*Your assignment*.
Count how many lines in the following data hold the word "Mutex". Your answer is the number and nothing else.

Source data
- - -

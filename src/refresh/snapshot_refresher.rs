use std::sync::Arc;

use chrono::NaiveDateTime;
use dashmap::DashMap;
use tokio::sync::Mutex;
use tracing::{debug, error, info};

use crate::aggregator::{interval_for_period, OnDemandAggregator, Scope};
use crate::db::{PeriodAggregate, RecordStore, SeriesBlob, SnapshotStore};
use crate::error::Result;
use crate::period::{canonical_windows, CanonicalWindow, Clock};
use crate::state::MetricCache;

#[derive(Debug, Clone, Copy, Default, PartialEq, Eq)]
pub struct RefreshReport {
    pub refreshed: usize,
    pub failed: usize,
}

/// Recomputes every canonical period for a site and upserts the results.
pub struct SnapshotRefresher {
    records: Arc<dyn RecordStore>,
    aggregator: Arc<OnDemandAggregator>,
    snapshots: Arc<dyn SnapshotStore>,
    cache: Arc<MetricCache>,
    clock: Arc<dyn Clock>,
    /// One lock per site. A trigger that arrives mid-refresh waits for the
    /// running pass and then recomputes, so rows written before a newer
    /// ingestion commit are overwritten.
    site_locks: DashMap<String, Arc<Mutex<()>>>,
}

impl SnapshotRefresher {
    pub fn new(
        records: Arc<dyn RecordStore>,
        aggregator: Arc<OnDemandAggregator>,
        snapshots: Arc<dyn SnapshotStore>,
        cache: Arc<MetricCache>,
        clock: Arc<dyn Clock>,
    ) -> Self {
        Self {
            records,
            aggregator,
            snapshots,
            cache,
            clock,
            site_locks: DashMap::new(),
        }
    }

    /// Rows written, one per canonical window.
    pub async fn refresh_site(&self, site_id: &str) -> Result<usize> {
        let lock = self.site_locks.entry(site_id.to_string()).or_default().clone();
        let _held = match lock.try_lock() {
            Ok(held) => held,
            Err(_) => {
                debug!(site_id = %site_id, "Refresh in progress, waiting to rerun");
                lock.lock().await
            }
        };

        let now = self.clock.now();
        let mut written = 0;

        for window in canonical_windows(now) {
            let row = self.compute(site_id, &window, now).await?;
            self.snapshots.upsert(&row).await?;
            written += 1;
        }

        self.cache.invalidate_site(site_id);
        info!(site_id = %site_id, rows = written, "Snapshots refreshed");
        Ok(written)
    }

    async fn compute(
        &self,
        site_id: &str,
        window: &CanonicalWindow,
        now: NaiveDateTime,
    ) -> Result<PeriodAggregate> {
        let scope = Scope::new(&[site_id.to_string()], Some(window.start), Some(window.end));
        let metrics = self
            .aggregator
            .period_metrics(&scope, interval_for_period(window))
            .await?;
        let summary = metrics.summary;

        Ok(PeriodAggregate {
            site_id: site_id.to_string(),
            period_type: window.period.period_type(),
            period_key: window.period.key(),
            start: window.start,
            end: window.end,
            total_revenue: summary.total_revenue,
            total_transactions: summary.total_transactions,
            washer_transactions: summary.washer_transactions,
            dryer_transactions: summary.dryer_transactions,
            washer_start_price: summary.washer_start_price,
            dryer_start_price: summary.dryer_start_price,
            revenue_series: Some(SeriesBlob::encode(&metrics.revenue_series)?),
            count_series: Some(SeriesBlob::encode(&metrics.count_series)?),
            last_calculated_at: now,
        })
    }

    /// Refresh every known site in turn. A failing site is logged and counted.
    pub async fn refresh_all(&self) -> Result<RefreshReport> {
        let site_ids = self.records.all_site_ids().await?;
        let mut report = RefreshReport::default();

        for site_id in &site_ids {
            match self.refresh_site(site_id).await {
                Ok(_) => report.refreshed += 1,
                Err(e) => {
                    error!(site_id = %site_id, "Snapshot refresh failed: {e}");
                    report.failed += 1;
                }
            }
        }

        info!(
            refreshed = report.refreshed,
            failed = report.failed,
            "Snapshot refresh complete: {} refreshed, {} failed",
            report.refreshed,
            report.failed,
        );
        Ok(report)
    }
}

- - -

*Result*.
2